Could it be that he was disgusted at how indifferent people were? By people, I
mean _most people_ , not just the governments or some particular entities.

------
richardlblair
This is dumb...

A person can disagree with an individual's actions and still be sad when that
person passes away.

There was no need for this by techchrunch. In fact this article is useless,
and complete bullshit.

This article does nothing productive, it adds no value to anything, but only
takes away from the whole situation.

------
InclinedPlane
I'm not sure why I'm commenting here, I expect it'll just be shouting into the
void given the nature of this thread. However, there are some things that rub
me the wrong way about all this, so maybe I'll try to make a few points.

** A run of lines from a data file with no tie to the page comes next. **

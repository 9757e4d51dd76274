use crate::error::Error;

/// Bounded view over caller memory.
///
/// Every read is checked against the end of the slice; a read that would
/// cross it returns [`Error::More`] with the total byte count needed and
/// consumes nothing.
pub struct Bytes<'a> {
    data: &'a [u8],
    offset: usize,
}

impl<'a> Bytes<'a> {
    pub fn new(data: &'a [u8]) -> Self {
        Self { data, offset: 0 }
    }

    pub fn len(&self) -> usize {
        self.data.len()
    }

    pub fn is_empty(&self) -> bool {
        self.data.is_empty()
    }

    pub fn offset(&self) -> usize {
        self.offset
    }

    pub fn remaining(&self) -> usize {
        self.data.len() - self.offset
    }

    pub fn peek_u8(&self) -> Option<u8> {
        self.data.get(self.offset).copied()
    }

    pub fn read(&mut self, len: usize) -> Result<&'a [u8], Error> {
        if self.offset + len > self.data.len() {
            return Err(Error::More(self.offset + len));
        }
        let bytes = &self.data[self.offset..self.offset + len];
        self.offset += len;
        Ok(bytes)
    }

    pub fn read_array<const N: usize>(&mut self) -> Result<[u8; N], Error> {
        let mut raw = [0; N];
        raw.copy_from_slice(self.read(N)?);
        Ok(raw)
    }

    pub fn read_u8(&mut self) -> Result<u8, Error> {
        Ok(self.read_array::<1>()?[0])
    }

    pub fn read_u32(&mut self) -> Result<u32, Error> {
        Ok(u32::from_le_bytes(self.read_array::<4>()?))
    }

    pub fn read_i32(&mut self) -> Result<i32, Error> {
        Ok(self.read_u32()? as i32)
    }
}
/// Presence and validity flags of a decoded instruction.
///
/// The raw bit layout is part of the external interface and is only exposed
/// through [`bits`](Self::bits) and [`from_bits`](Self::from_bits).
#[derive(Copy, Clone, Default, Debug, PartialEq, Eq)]
pub struct Flags {
    raw: u8,
}

impl Flags {
    pub const fn empty() -> Self {
        Self { raw: 0 }
    }

    pub const fn from_bits(raw: u8) -> Self {
        Self { raw }
    }

    pub const fn bits(&self) -> u8 {
        self.raw
    }

    pub fn clear(&mut self, flags: u8) -> &mut Self {
        self.raw &= !flags;
        self
    }

    pub fn set(&mut self, flags: u8) -> &mut Self {
        self.raw |= flags;
        self
    }

    pub fn set_if(&mut self, flags: u8, cond: bool) -> &mut Self {
        if cond {
            self.raw |= flags;
        } else {
            self.raw &= !flags;
        }
        self
    }

    pub fn any(&self, flags: u8) -> bool {
        self.raw & flags != 0
    }

    pub fn all(&self, flags: u8) -> bool {
        self.raw & flags == flags
    }
}
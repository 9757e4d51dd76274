use core::mem;

pub trait ZExtract<U>: Sized {
    fn zextract(&self, pos: u32, len: u32) -> U;
}

macro_rules! impl_extract {
    ($($uint:ty),+ $(,)?) => (
        $(
            impl ZExtract<$uint> for $uint {
                fn zextract(&self, pos: u32, len: u32) -> $uint {
                    let w = mem::size_of::<$uint>() as u32 * 8;
                    (*self as $uint << (w - pos - len)) >> (w - len)
                }
            }
        )+
    );
}

impl_extract! {
    u8,
    u16,
    u32,
    u64,
}

pub fn zextract<U, T: ZExtract<U>>(value: T, pos: u32, len: u32) -> U {
    value.zextract(pos, len)
}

One thing that's been bugging me is how, to be blunt, intellectually lazy so
many people seem to have been about this whole thing, especially the case
against Aaron. Everyone is looking for the easy answer, the soundbite that
wraps the whole thing in a bow. I thought that HN was a bit smarter than that,
that's a sucker's game, it's a game for tabloids and cable news, not a way for
smart people to approach complex problems. And this is a complex problem with
no easy answer. The case against Aaron was complex. The law involved was
complex. And the application of the law was also complex. It's not as easy as
"he was innocent!" or "he was guilty!", because even if either one were easily
established in the "court of public opinion" then that's really only the
starting point of several much more difficult questions.

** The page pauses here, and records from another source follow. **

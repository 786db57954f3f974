//! Core value types: request origins, signer identities, observed events, verdicts.

use crate::domain::error::ExtractError;
use serde::{Deserialize, Serialize};
use std::fmt;
use std::net::IpAddr;

/// Width of a signer identity in bytes
pub const SIGNER_LEN: usize = 20;

/// Width of a signer identity in hex digits
pub const SIGNER_HEX_LEN: usize = SIGNER_LEN * 2;

/// Network-level identity of a request's source.
///
/// Typically a textual IP address; equality is exact string match and there
/// is no TTL on anything keyed by it.
#[derive(Debug, Clone, PartialEq, Eq, Hash, Serialize, Deserialize)]
#[serde(transparent)]
pub struct Origin(String);

impl Origin {
    pub fn new(origin: impl Into<String>) -> Self {
        Self(origin.into())
    }

    pub fn as_str(&self) -> &str {
        &self.0
    }
}

impl fmt::Display for Origin {
    fn fmt(&self, f: &mut fmt::Formatter<'_>) -> fmt::Result {
        f.write_str(&self.0)
    }
}

impl From<IpAddr> for Origin {
    fn from(ip: IpAddr) -> Self {
        Self(ip.to_string())
    }
}

impl From<&str> for Origin {
    fn from(s: &str) -> Self {
        Self(s.to_string())
    }
}

impl From<String> for Origin {
    fn from(s: String) -> Self {
        Self(s)
    }
}

impl AsRef<str> for Origin {
    fn as_ref(&self) -> &str {
        &self.0
    }
}

/// Fixed-width account identifier extracted from request content.
///
/// Displayed and serialized as a 0x-prefixed lowercase hex string.
#[derive(Clone, Copy, PartialEq, Eq, Hash)]
pub struct SignerId([u8; SIGNER_LEN]);

impl SignerId {
    pub const fn new(bytes: [u8; SIGNER_LEN]) -> Self {
        Self(bytes)
    }

    /// Parse from exactly 40 hex digits (no 0x prefix).
    pub fn from_hex(s: &str) -> Result<Self, ExtractError> {
        if s.len() != SIGNER_HEX_LEN {
            return Err(ExtractError::AddressWidth {
                expected: SIGNER_HEX_LEN,
                got: s.len(),
            });
        }
        let mut bytes = [0u8; SIGNER_LEN];
        hex::decode_to_slice(s, &mut bytes)?;
        Ok(Self(bytes))
    }

    /// Build from a raw byte slice; the slice must be exactly 20 bytes.
    pub fn from_slice(bytes: &[u8]) -> Result<Self, ExtractError> {
        let arr: [u8; SIGNER_LEN] =
            bytes
                .try_into()
                .map_err(|_| ExtractError::SignerWidth {
                    expected: SIGNER_LEN,
                    got: bytes.len(),
                })?;
        Ok(Self(arr))
    }

    pub fn as_bytes(&self) -> &[u8; SIGNER_LEN] {
        &self.0
    }
}

impl fmt::Display for SignerId {
    fn fmt(&self, f: &mut fmt::Formatter<'_>) -> fmt::Result {
        write!(f, "0x{}", hex::encode(self.0))
    }
}

impl fmt::Debug for SignerId {
    fn fmt(&self, f: &mut fmt::Formatter<'_>) -> fmt::Result {
        write!(f, "SignerId({self})")
    }
}

impl From<[u8; SIGNER_LEN]> for SignerId {
    fn from(bytes: [u8; SIGNER_LEN]) -> Self {
        Self(bytes)
    }
}

impl Serialize for SignerId {
    fn serialize<S>(&self, serializer: S) -> Result<S::Ok, S::Error>
    where
        S: serde::Serializer,
    {
        serializer.serialize_str(&self.to_string())
    }
}

impl<'de> Deserialize<'de> for SignerId {
    fn deserialize<D>(deserializer: D) -> Result<Self, D::Error>
    where
        D: serde::Deserializer<'de>,
    {
        let s = String::deserialize(deserializer)?;
        let hex_part = s.strip_prefix("0x").unwrap_or(&s);
        Self::from_hex(hex_part).map_err(serde::de::Error::custom)
    }
}

/// Activity recognized in a request body.
///
/// The extractor yields `Option<ActivityEvent>`; `None` means the body
/// referenced neither a probe nor a submission.
#[derive(Debug, Clone, Copy, PartialEq, Eq)]
pub enum ActivityEvent {
    /// Origin declares interest in a signer (account lookup by address)
    IdentityProbe { signer: SignerId },
    /// Origin asserts a signer is transacting (staged transaction payload)
    TransactionSubmission { signer: SignerId },
}

impl ActivityEvent {
    pub fn signer(&self) -> SignerId {
        match self {
            Self::IdentityProbe { signer } => *signer,
            Self::TransactionSubmission { signer } => *signer,
        }
    }

    pub fn kind(&self) -> EventKind {
        match self {
            Self::IdentityProbe { .. } => EventKind::IdentityProbe,
            Self::TransactionSubmission { .. } => EventKind::TransactionSubmission,
        }
    }
}

/// Event classification as carried on audit records
#[derive(Debug, Clone, Copy, PartialEq, Eq, Serialize, Deserialize)]
#[serde(rename_all = "snake_case")]
pub enum EventKind {
    /// Body referenced neither a probe nor a submission
    None,
    IdentityProbe,
    TransactionSubmission,
}

/// Admission decision for one request
#[derive(Debug, Clone, Copy, PartialEq, Eq, Serialize, Deserialize)]
#[serde(rename_all = "snake_case")]
pub enum Verdict {
    /// Forward the request to the protected backend
    Allow,
    /// Short-circuit with a rejection response
    Deny,
}

impl Verdict {
    pub fn is_allow(self) -> bool {
        matches!(self, Self::Allow)
    }

    pub fn is_deny(self) -> bool {
        matches!(self, Self::Deny)
    }
}

#[cfg(test)]
mod tests {
    use super::*;

    #[test]
    fn test_signer_hex_roundtrip() {
        let signer = SignerId::from_hex("9c19b0bf454cbba6fca22ebd92c50a1dc3389bdc").unwrap();
        assert_eq!(
            signer.to_string(),
            "0x9c19b0bf454cbba6fca22ebd92c50a1dc3389bdc"
        );
        let again = SignerId::from_hex("9c19b0bf454cbba6fca22ebd92c50a1dc3389bdc").unwrap();
        assert_eq!(signer, again);
    }

    #[test]
    fn test_signer_rejects_bad_width() {
        assert!(matches!(
            SignerId::from_hex("abcd"),
            Err(ExtractError::AddressWidth { got: 4, .. })
        ));
        assert!(matches!(
            SignerId::from_hex(&"ab".repeat(32)),
            Err(ExtractError::AddressWidth { got: 64, .. })
        ));
    }

    #[test]
    fn test_signer_rejects_non_hex() {
        let s = "zz19b0bf454cbba6fca22ebd92c50a1dc3389bdc";
        assert!(matches!(
            SignerId::from_hex(s),
            Err(ExtractError::InvalidHex(_))
        ));
    }

    #[test]
    fn test_signer_from_slice() {
        let bytes = [0xabu8; 20];
        let signer = SignerId::from_slice(&bytes).unwrap();
        assert_eq!(signer.as_bytes(), &bytes);

        assert!(matches!(
            SignerId::from_slice(&[0u8; 32]),
            Err(ExtractError::SignerWidth { got: 32, .. })
        ));
    }

    #[test]
    fn test_signer_serde_accepts_prefix() {
        let json = "\"0x9c19b0bf454cbba6fca22ebd92c50a1dc3389bdc\"";
        let signer: SignerId = serde_json::from_str(json).unwrap();
        assert_eq!(serde_json::to_string(&signer).unwrap(), json);

        let bare = "\"9c19b0bf454cbba6fca22ebd92c50a1dc3389bdc\"";
        let same: SignerId = serde_json::from_str(bare).unwrap();
        assert_eq!(signer, same);
    }

    #[test]
    fn test_origin_from_ip() {
        let origin = Origin::from(IpAddr::from([10, 0, 0, 7]));
        assert_eq!(origin.as_str(), "10.0.0.7");
        assert_eq!(Origin::from("10.0.0.7"), origin);
    }

    #[test]
    fn test_event_accessors() {
        let signer = SignerId::new([1u8; 20]);
        let probe = ActivityEvent::IdentityProbe { signer };
        let submission = ActivityEvent::TransactionSubmission { signer };

        assert_eq!(probe.signer(), signer);
        assert_eq!(probe.kind(), EventKind::IdentityProbe);
        assert_eq!(submission.kind(), EventKind::TransactionSubmission);
    }

    #[test]
    fn test_verdict_predicates() {
        assert!(Verdict::Allow.is_allow());
        assert!(!Verdict::Allow.is_deny());
        assert!(Verdict::Deny.is_deny());
    }
}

I think it's probably fair to say that guilty or not the prosecution was
overzealous, as the sorts of punishments he faced was all out of proportion to
what one would expect for a white collar crime, even one potentially involving
thousands of dollars of losses.

In the same vein people have been reacting to this tragedy by trying to find
scapegoats. Whether that's the prosecutor, or edw519, or MIT, or whomever. I
don't think I need to spend time addressing why that sort of behavior is a bad
idea.

Going back and looking at the comments in the older thread about Aaron's legal
troubles I've spotted a few instances of several trouble behaviors that I've
noticed have become more and more common. One, the idea that "rich" people are
less deserving of sympathy because of their wealth. I've seen this in the rise
of the "99%" mentality and other phenomena. Personally I don't think there is
any amount of wealth that renders an individual's pain and suffering unworthy
of caring about. Two, the idea that punishment is reasonable after being
charged but before being sentenced, or infliction of pain and suffering in
general as a response to crimes. You see this sort of thing in support for
torture, support for poor conditions in jail, sympathetic depictions of police
brutality in fiction, public approval of widespread sexual assault in prisons,
etc. And you also see it in the idea that there's nothing wrong with a trial
being a punishing, life-altering, resource draining experience.

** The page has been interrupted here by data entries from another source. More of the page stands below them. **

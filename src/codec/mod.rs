//! Transaction envelope decoding.
//!
//! A staged transaction travels as a dictionary in the envelope encoding; the
//! admission layer only reads its signer field. Signature, nonce, actions,
//! and the rest of the envelope are never interpreted here.

pub mod bencodex;

pub use bencodex::{decode, Key, Value};

use crate::domain::error::ExtractError;
use crate::domain::types::SignerId;

/// Dictionary key of the signer field in a transaction envelope
const SIGNER_KEY: &[u8] = b"s";

/// Decode a transaction envelope and return its signer identity.
pub fn transaction_signer(payload: &[u8]) -> Result<SignerId, ExtractError> {
    let envelope = decode(payload)?;
    if envelope.as_dict().is_none() {
        return Err(ExtractError::NotADictionary);
    }

    let field = envelope
        .get(SIGNER_KEY)
        .ok_or(ExtractError::MissingSigner)?;
    let bytes = field.as_bytes().ok_or(ExtractError::SignerType)?;
    SignerId::from_slice(bytes)
}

I think these sorts of things are antithetical to the ideals of liberty,
equality, justice, rehabilitation, etc. that we should desire our societies
rest upon, rather than base instincts like jealousy, revenge, punishment,
retribution, schadenfreude, etc.

I don't think this saga bears much, if any, similarity to a fight between
absolute heroes and absolute villains. I think that even in as much as the
prosecutor was overzealous it's as much a systemic problem of the way that
computer and IP related "crimes" are perceived and handled by the criminal
justice system as it is to be due to any ill-will or villainy on her part.

I'd much rather we, HN and the tech community in general, were taking the time
to talk through the details of the case more carefully, discussing the details
of the relevant law (and whether it's well grounded, meaningful, useful, and
generally well applied), and bigger issues such as IP issues, computer
security issues, problems with our criminal justice system in general, etc.
than looked for quick-fix easy answers and tried to fit this story into a
simplistic mold. I wonder what sort of discussion Aaron would have preferred
take place.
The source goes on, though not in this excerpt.